Records for this task.

********************

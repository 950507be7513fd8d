// Copyright © Canopy Foundation
// SPDX-License-Identifier: Apache-2.0

use crate::{
    context::HandleContext,
    dispatch::TransactionHandler,
    error::{HandleError, PreCheckError},
    pre_handle::PreHandleContext,
};
use canopy_config::FreezeConfig;
use canopy_types::{
    response_code::ResponseCode,
    state::FreezeSchedule,
    timestamp::Timestamp,
    transaction::{FreezeBody, TransactionPayload},
};
use std::{fs, io, path::PathBuf};
use tracing::info;

pub const FREEZE_MARKER_FILE: &str = "freeze_scheduled.mf";

/// Operational side effects of the freeze flow: a marker file the node
/// operator tooling watches, dropped next to the node artifacts.
pub struct FreezeActions {
    artifacts_dir: PathBuf,
}

impl FreezeActions {
    pub fn new(config: &FreezeConfig) -> Self {
        Self {
            artifacts_dir: config.artifacts_dir.clone(),
        }
    }

    fn marker_path(&self) -> PathBuf {
        self.artifacts_dir.join(FREEZE_MARKER_FILE)
    }

    pub fn write_marker(&self, start_time: Timestamp) -> io::Result<()> {
        fs::write(self.marker_path(), start_time.to_string())
    }

    pub fn remove_marker(&self) -> io::Result<()> {
        match fs::remove_file(self.marker_path()) {
            Err(error) if error.kind() == io::ErrorKind::NotFound => Ok(()),
            other => other,
        }
    }
}

/// Schedules or aborts a network freeze. The schedule itself lives in
/// replicated state (and so commits or rolls back with the scope); the
/// marker file is node-local and written as the handler runs, which is safe
/// because the engine commits immediately after a clean dispatch.
pub struct FreezeHandler {
    actions: FreezeActions,
}

impl FreezeHandler {
    pub fn new(config: FreezeConfig) -> Self {
        Self {
            actions: FreezeActions::new(&config),
        }
    }
}

fn freeze_body(payload: &TransactionPayload) -> Result<&FreezeBody, ResponseCode> {
    match payload {
        TransactionPayload::Freeze(body) => Ok(body),
        _ => Err(ResponseCode::InvalidFreezeTransactionBody),
    }
}

impl TransactionHandler for FreezeHandler {
    fn pre_handle(&self, ctx: &mut PreHandleContext<'_>) -> Result<(), PreCheckError> {
        freeze_body(&ctx.body().payload).map_err(PreCheckError::new)?;
        Ok(())
    }

    fn handle(&self, ctx: &mut HandleContext<'_>) -> Result<(), HandleError> {
        let body = freeze_body(&ctx.body().payload)
            .map_err(HandleError::new)?
            .clone();
        match body {
            FreezeBody::Schedule { start_time } => {
                if start_time <= ctx.consensus_now() {
                    return Err(HandleError::new(ResponseCode::FreezeStartTimeMustBeFuture));
                }
                ctx.set_freeze_schedule(Some(FreezeSchedule { start_time }));
                self.actions
                    .write_marker(start_time)
                    .map_err(|_| HandleError::new(ResponseCode::Unknown))?;
                info!(%start_time, "network freeze scheduled");
            },
            FreezeBody::Abort => {
                ctx.set_freeze_schedule(None);
                self.actions
                    .remove_marker()
                    .map_err(|_| HandleError::new(ResponseCode::Unknown))?;
                info!("pending network freeze aborted");
            },
        }
        Ok(())
    }
}
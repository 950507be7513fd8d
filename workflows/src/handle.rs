// Copyright © Canopy Foundation
// SPDX-License-Identifier: Apache-2.0

use crate::{
    block_record::BlockRecordManager,
    context::{HandleContext, StateScope},
    context_verifier::HandleContextVerifier,
    dedup::DeduplicationCache,
    dispatch::{HandlerOutcome, TransactionDispatcher},
    envelope::{ConsensusEvent, Round, TransactionEnvelope},
    expander::{ExpanderError, expand_keys},
    pre_handle::{PreHandleResult, PreHandleStatus, PreHandleWorkflow},
    record_cache::RecordCache,
    verifier::{SignatureVerifier, VerificationResults},
};
use arc_swap::ArcSwap;
use canopy_config::VersionedConfig;
use canopy_types::{
    account::AccountId,
    key::Key,
    record::{TransactionReceipt, TransactionRecord},
    response_code::ResponseCode,
    state::LedgerWriter,
    timestamp::Timestamp,
    transaction::{AccountAmount, TransactionId, TransactionInfo},
};
use std::sync::Arc;
use tracing::warn;

/// Stage two of the pipeline: strictly single-threaded, driven in consensus
/// order. The only place application state is ever mutated.
pub struct HandleWorkflow {
    pre_handle: Arc<PreHandleWorkflow>,
    verifier: SignatureVerifier,
    dedup_cache: Arc<DeduplicationCache>,
    record_cache: Arc<RecordCache>,
    dispatcher: Arc<TransactionDispatcher>,
    block_records: Arc<dyn BlockRecordManager>,
    config: Arc<ArcSwap<VersionedConfig>>,
}

impl HandleWorkflow {
    pub fn new(
        pre_handle: Arc<PreHandleWorkflow>,
        verifier: SignatureVerifier,
        dedup_cache: Arc<DeduplicationCache>,
        record_cache: Arc<RecordCache>,
        dispatcher: Arc<TransactionDispatcher>,
        block_records: Arc<dyn BlockRecordManager>,
        config: Arc<ArcSwap<VersionedConfig>>,
    ) -> Self {
        Self {
            pre_handle,
            verifier,
            dedup_cache,
            record_cache,
            dispatcher,
            block_records,
            config,
        }
    }

    /// Handles every transaction of `round` in consensus order, then closes
    /// the round out: the deduplication window is pruned and the block
    /// record manager sees the round boundary.
    pub fn handle_round(&self, state: &mut dyn LedgerWriter, round: &Round) {
        round.for_each_event_transaction(|event, envelope| {
            self.handle_transaction(state, event, envelope);
        });
        self.dedup_cache.purge(Timestamp::now());
        self.block_records.end_round(state.as_reader());
    }

    fn handle_transaction(
        &self,
        state: &mut dyn LedgerWriter,
        _event: &ConsensusEvent,
        envelope: &Arc<TransactionEnvelope>,
    ) {
        if envelope.is_system() {
            return;
        }
        let config = self.config.load_full();
        let consensus_now = envelope.consensus_timestamp();

        // Fetch the attached pre-handle result, or compute one right here:
        // the result may be missing (this node never pre-handled the
        // gossip), stale (config changed underneath it), or in a
        // re-runnable failure state. A replaced result keeps its
        // predecessor observable as the inner result.
        let result = match envelope.metadata() {
            Some(existing) if !existing.needs_rerun(config.version) => existing,
            prior => {
                let fresh = self.pre_handle.pre_handle_transaction(
                    state,
                    envelope.creator(),
                    envelope.raw_bytes(),
                    consensus_now,
                    &config,
                );
                let fresh = Arc::new(match prior {
                    Some(previous) => fresh.with_inner(previous),
                    None => fresh,
                });
                envelope.replace_metadata(fresh.clone());
                fresh
            },
        };

        self.block_records
            .start_user_transaction(consensus_now, state.as_reader());
        let record = self.execute(state, &config, consensus_now, envelope, &result);
        self.block_records
            .end_user_transaction(&record, state.as_reader());
        self.record_cache.add(record);
    }

    /// Classifies the pre-handle result and produces exactly one record.
    /// Nothing may escape: unexpected situations degrade to `Unknown`.
    fn execute(
        &self,
        state: &mut dyn LedgerWriter,
        config: &VersionedConfig,
        consensus_now: Timestamp,
        envelope: &TransactionEnvelope,
        result: &PreHandleResult,
    ) -> TransactionRecord {
        let tx_id = result
            .tx_info()
            .map(|info| info.tx_id)
            .unwrap_or_else(|| TransactionId::new(envelope.creator(), consensus_now));
        let memo = result
            .tx_info()
            .map(|info| info.body.memo.clone())
            .unwrap_or_default();

        match result.status() {
            PreHandleStatus::NodeDueDiligenceFailure => {
                // The submitting node pays the penalty; state is untouched.
                let creator = result.payer().unwrap_or_else(|| envelope.creator());
                let mut transfers = Vec::new();
                let fee = charge_fee(
                    state,
                    creator,
                    config.fees().node_penalty_fee,
                    config.fees().funding_account,
                    &mut transfers,
                );
                make_record(tx_id, result.response_code(), consensus_now, memo, fee, transfers)
            },
            PreHandleStatus::PreHandleFailure => {
                let payer = result.payer().unwrap_or(tx_id.payer);
                let mut transfers = Vec::new();
                let fee = charge_fee(
                    state,
                    payer,
                    config.fees().service_fee,
                    config.fees().funding_account,
                    &mut transfers,
                );
                make_record(tx_id, result.response_code(), consensus_now, memo, fee, transfers)
            },
            PreHandleStatus::UnknownFailure => {
                // Nobody is charged; the receipt just says so.
                make_record(tx_id, ResponseCode::Unknown, consensus_now, memo, 0, Vec::new())
            },
            PreHandleStatus::SoFarSoGood => {
                self.execute_user_transaction(state, config, consensus_now, result, tx_id, memo)
            },
        }
    }

    fn execute_user_transaction(
        &self,
        state: &mut dyn LedgerWriter,
        config: &VersionedConfig,
        consensus_now: Timestamp,
        result: &PreHandleResult,
        tx_id: TransactionId,
        memo: String,
    ) -> TransactionRecord {
        let Some(tx_info) = result.tx_info().cloned() else {
            // The so-far-so-good invariant guarantees this; degrade rather
            // than trust it with a panic on the handle thread.
            return make_record(tx_id, ResponseCode::Unknown, consensus_now, memo, 0, Vec::new());
        };
        let payer = result.payer().unwrap_or(tx_id.payer);
        let fees = config.fees();

        let fail = |state: &mut dyn LedgerWriter, code: ResponseCode| {
            let mut transfers = Vec::new();
            let fee = charge_fee(
                state,
                payer,
                fees.service_fee,
                fees.funding_account,
                &mut transfers,
            );
            make_record(tx_id, code, consensus_now, memo.clone(), fee, transfers)
        };

        // A transaction id only ever produces one record across the
        // deduplication window; later copies are charged and rejected.
        if self.record_cache.contains(&tx_id) {
            return fail(state, ResponseCode::DuplicateTransaction);
        }

        // Complete the verification map: any required key (or the payer
        // key) whose leaves were never seeded gets expanded and submitted
        // now, so the facade below has a future for everything it may need.
        let results = match self.complete_verification_results(result, &tx_info) {
            Ok(results) => results,
            Err(ExpanderError::UnsupportedKind(kind)) => {
                // Pre-handle accepted this map; a failure here is an
                // engine-internal inconsistency, not the payer's fault.
                warn!(?kind, "signature map failed late expansion");
                return make_record(
                    tx_id,
                    ResponseCode::Unknown,
                    consensus_now,
                    memo,
                    0,
                    Vec::new(),
                );
            },
        };
        let facade =
            HandleContextVerifier::new(results, config.workflow().verification_timeout());

        // Settle the payer's authorization first. A hollow payer is settled
        // through its alias, and the key that signed is remembered so the
        // account can be materialized below.
        let payer_account = state.resolve(&payer);
        let mut recovered_payer_key: Option<Key> = None;
        let payer_authorized = match result.payer_key() {
            Some(key) => facade.verification_for(key).passed,
            None => {
                let alias = payer_account
                    .as_ref()
                    .and_then(|account| account.alias)
                    .or_else(|| tx_id.payer.alias().copied());
                match alias {
                    Some(alias) => {
                        let verification = facade.verification_for_alias(&alias);
                        if verification.passed {
                            recovered_payer_key = Some(verification.key.clone());
                        }
                        verification.passed
                    },
                    None => false,
                }
            },
        };
        if !payer_authorized {
            return fail(state, ResponseCode::InvalidSignature);
        }

        // Every other required key must have settled passing before the
        // handler runs.
        for key in result.required_keys() {
            if !facade.verification_for(key).passed {
                return fail(state, ResponseCode::InvalidSignature);
            }
        }

        // Dispatch inside a transactional scope; mutations become visible
        // only on a clean outcome.
        let mut scope = StateScope::new(state);
        if let (Some(account), Some(recovered)) = (payer_account, recovered_payer_key) {
            if account.is_hollow() {
                let mut materialized = account;
                materialized.key = Some(recovered);
                scope.put_account(materialized);
            }
        }
        let mut ctx = HandleContext::new(payer, &tx_info.body, consensus_now, config, &facade, scope);
        match self.dispatcher.dispatch_handle(&mut ctx) {
            HandlerOutcome::Ok => {
                let (scope, mut transfers) = ctx.into_parts();
                scope.commit();
                let fee = charge_fee(
                    state,
                    payer,
                    fees.service_fee,
                    fees.funding_account,
                    &mut transfers,
                );
                make_record(tx_id, ResponseCode::Ok, consensus_now, memo, fee, transfers)
            },
            HandlerOutcome::Failed(code) => {
                drop(ctx);
                fail(state, code)
            },
            HandlerOutcome::Unknown => {
                drop(ctx);
                make_record(tx_id, ResponseCode::Unknown, consensus_now, memo, 0, Vec::new())
            },
        }
    }

    fn complete_verification_results(
        &self,
        result: &PreHandleResult,
        tx_info: &TransactionInfo,
    ) -> Result<VerificationResults, ExpanderError> {
        let mut results = result.verification_results().cloned().unwrap_or_default();
        let mut missing: Vec<&Key> = Vec::new();
        for key in result.required_keys().iter().chain(result.payer_key()) {
            for leaf in key.signing_leaves() {
                if !results.contains_key(leaf) && !missing.contains(&leaf) {
                    missing.push(leaf);
                }
            }
        }
        if !missing.is_empty() {
            let pairs = expand_keys(missing, &tx_info.sig_map)?;
            results.extend(self.verifier.verify(&tx_info.signed_bytes, &pairs));
        }
        Ok(results)
    }
}

/// Debits `from` (never below zero) and credits the funding account,
/// recording both movements. Returns what was actually collected.
fn charge_fee(
    state: &mut dyn LedgerWriter,
    from: AccountId,
    amount: u64,
    funding: AccountId,
    transfers: &mut Vec<AccountAmount>,
) -> u64 {
    if amount == 0 {
        return 0;
    }
    let Some(mut account) = state.resolve(&from) else {
        warn!(%from, "fee payer account vanished; nothing collected");
        return 0;
    };
    let charged = account.balance.min(amount);
    if charged == 0 {
        return 0;
    }
    account.balance -= charged;
    let from_id = account.id;
    state.put_account(account);
    transfers.push(AccountAmount {
        account: from_id,
        amount: -(charged as i64),
    });
    if let Some(mut funding_account) = state.resolve(&funding) {
        funding_account.balance = funding_account.balance.saturating_add(charged);
        let funding_id = funding_account.id;
        state.put_account(funding_account);
        transfers.push(AccountAmount {
            account: funding_id,
            amount: charged as i64,
        });
    }
    charged
}

fn make_record(
    tx_id: TransactionId,
    status: ResponseCode,
    consensus_timestamp: Timestamp,
    memo: String,
    transaction_fee: u64,
    transfers: Vec<AccountAmount>,
) -> TransactionRecord {
    TransactionRecord {
        transaction_id: tx_id,
        receipt: TransactionReceipt { status },
        consensus_timestamp,
        memo,
        transaction_fee,
        transfers,
    }
}
// Copyright © Canopy Foundation
// SPDX-License-Identifier: Apache-2.0

use serde::{Deserialize, Serialize};
use std::fmt;

pub const ED25519_PUBLIC_KEY_LENGTH: usize = 32;
pub const ECDSA_SECP256K1_COMPRESSED_KEY_LENGTH: usize = 33;
pub const ECDSA_SECP256K1_UNCOMPRESSED_KEY_LENGTH: usize = 65;

/// The key hierarchy an account (or any other signing requirement) can carry.
///
/// Only `Ed25519` and `EcdsaSecp256k1` leaves, and the two composites built
/// from them, participate in signing. The remaining variants are structurally
/// representable so state read from peers never fails to decode, but any
/// verification against them resolves to a deterministic failure.
#[derive(Clone, Deserialize, Eq, Hash, PartialEq, Serialize)]
pub enum Key {
    Ed25519(#[serde(with = "serde_bytes")] Vec<u8>),
    EcdsaSecp256k1(#[serde(with = "serde_bytes")] Vec<u8>),
    KeyList(Vec<Key>),
    Threshold { threshold: u32, keys: Vec<Key> },
    ContractId(u64),
    DelegatableContractId(u64),
    EcdsaP384(#[serde(with = "serde_bytes")] Vec<u8>),
    Rsa3072(#[serde(with = "serde_bytes")] Vec<u8>),
    Unset,
}

impl Key {
    /// True for the cryptographic leaves that can carry a signature.
    pub fn is_signing_leaf(&self) -> bool {
        matches!(self, Key::Ed25519(_) | Key::EcdsaSecp256k1(_))
    }

    pub fn is_composite(&self) -> bool {
        matches!(self, Key::KeyList(_) | Key::Threshold { .. })
    }

    /// The raw public key bytes of a signing leaf.
    pub fn leaf_bytes(&self) -> Option<&[u8]> {
        match self {
            Key::Ed25519(bytes) | Key::EcdsaSecp256k1(bytes) => Some(bytes),
            _ => None,
        }
    }

    /// Collects every signing leaf in the tree, in declaration order.
    /// Duplicate leaves appear once per occurrence; callers deduplicate if
    /// they need set semantics.
    pub fn signing_leaves(&self) -> Vec<&Key> {
        let mut out = Vec::new();
        self.collect_signing_leaves(&mut out);
        out
    }

    fn collect_signing_leaves<'a>(&'a self, out: &mut Vec<&'a Key>) {
        match self {
            Key::Ed25519(_) | Key::EcdsaSecp256k1(_) => out.push(self),
            Key::KeyList(keys) | Key::Threshold { keys, .. } => {
                for key in keys {
                    key.collect_signing_leaves(out);
                }
            },
            _ => {},
        }
    }
}

/// Clamps a threshold into `[1, children]`. A threshold of zero is treated
/// as one; a threshold above the child count degenerates to "all must sign".
pub fn clamp_threshold(threshold: u32, children: usize) -> u32 {
    threshold.max(1).min(children as u32)
}

impl fmt::Debug for Key {
    fn fmt(&self, f: &mut fmt::Formatter<'_>) -> fmt::Result {
        match self {
            Key::Ed25519(bytes) => write!(f, "Ed25519({})", hex::encode(bytes)),
            Key::EcdsaSecp256k1(bytes) => write!(f, "EcdsaSecp256k1({})", hex::encode(bytes)),
            Key::KeyList(keys) => f.debug_tuple("KeyList").field(keys).finish(),
            Key::Threshold { threshold, keys } => f
                .debug_struct("Threshold")
                .field("threshold", threshold)
                .field("keys", keys)
                .finish(),
            Key::ContractId(num) => write!(f, "ContractId({num})"),
            Key::DelegatableContractId(num) => write!(f, "DelegatableContractId({num})"),
            Key::EcdsaP384(bytes) => write!(f, "EcdsaP384({})", hex::encode(bytes)),
            Key::Rsa3072(bytes) => write!(f, "Rsa3072({})", hex::encode(bytes)),
            Key::Unset => write!(f, "Unset"),
        }
    }
}
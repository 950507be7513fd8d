// Copyright © Canopy Foundation
// SPDX-License-Identifier: Apache-2.0

use ed25519_dalek::{PublicKey, Signature};

pub const PUBLIC_KEY_LENGTH: usize = 32;
pub const SIGNATURE_LENGTH: usize = 64;

/// Verifies an Ed25519 signature over `message`. Malformed keys or
/// signatures verify as false rather than erroring; the caller cannot do
/// anything else with them.
///
/// Uses strict verification, which rejects the malleable signatures and
/// small-order keys `verify` would accept. All nodes must agree on the
/// accepted signature set, so the stricter check is the only safe one.
pub fn verify_signature(key: &[u8], message: &[u8], signature: &[u8]) -> bool {
    let Ok(public_key) = PublicKey::from_bytes(key) else {
        return false;
    };
    let Ok(signature) = Signature::try_from(signature) else {
        return false;
    };
    public_key.verify_strict(message, &signature).is_ok()
}
#[test]
fn per_payer_record_history_is_bounded_across_rounds() {
    let mut harness = TestHarness::new();
    let now = Timestamp::now();
    let depth = harness
        .config
        .load()
        .workflow()
        .records_max_queryable_by_account;

    for index in 0..(depth as u64 + 3) {
        let body = transfer_body(
            account_id(ALICE),
            now.saturating_add_nanos(index),
            &[(account_id(ALICE), -1), (account_id(ERIN), 1)],
        );
        let round = round_of(vec![envelope_of(
            signed_by_ed(&body, &[&alice_signer()]),
            now.saturating_add_nanos(index),
        )]);
        harness.handle.handle_round(&mut harness.ledger, &round);
    }

    let history = harness.record_cache.records_for(&account_id(ALICE));
    assert_eq!(history.len(), depth);
    // The eldest records were evicted; the survivors are the newest, still
    // in consensus order.
    assert_eq!(
        history[0].transaction_id.valid_start,
        now.saturating_add_nanos(3)
    );
    assert!(history.iter().all(|record| record.status() == ResponseCode::Ok));
}

#[test]
fn identical_rounds_produce_identical_records_and_state() {
    let now = Timestamp::now();
    let build_round = || {
        let transfer = transfer_body(
            account_id(ALICE),
            now,
            &[(account_id(ALICE), -1000), (account_id(ERIN), 1000)],
        );
        let missing = transfer_body(
            account_id(FRANK_ABSENT),
            now.saturating_add_nanos(5),
            &[(account_id(FRANK_ABSENT), -10), (account_id(ERIN), 10)],
        );
        round_of(vec![
            envelope_of(signed_by_ed(&transfer, &[&alice_signer()]), now),
            envelope_of(
                signed_by_ed(&missing, &[&alice_signer()]),
                now.saturating_add_nanos(1),
            ),
        ])
    };

    let mut left = TestHarness::new();
    let mut right = TestHarness::new();
    left.handle.handle_round(&mut left.ledger, &build_round());
    right.handle.handle_round(&mut right.ledger, &build_round());

    assert_eq!(left.stream.records(), right.stream.records());
    for num in [NODE, FUNDING, ALICE, ERIN, CAROL_HOLLOW] {
        assert_eq!(left.balance(num), right.balance(num));
    }
}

********************

Exercise description. Scan the material above. Copy each line where "StateScope" occurs.

Reply.
    context::{HandleContext, StateScope},
        let mut scope = StateScope::new(state);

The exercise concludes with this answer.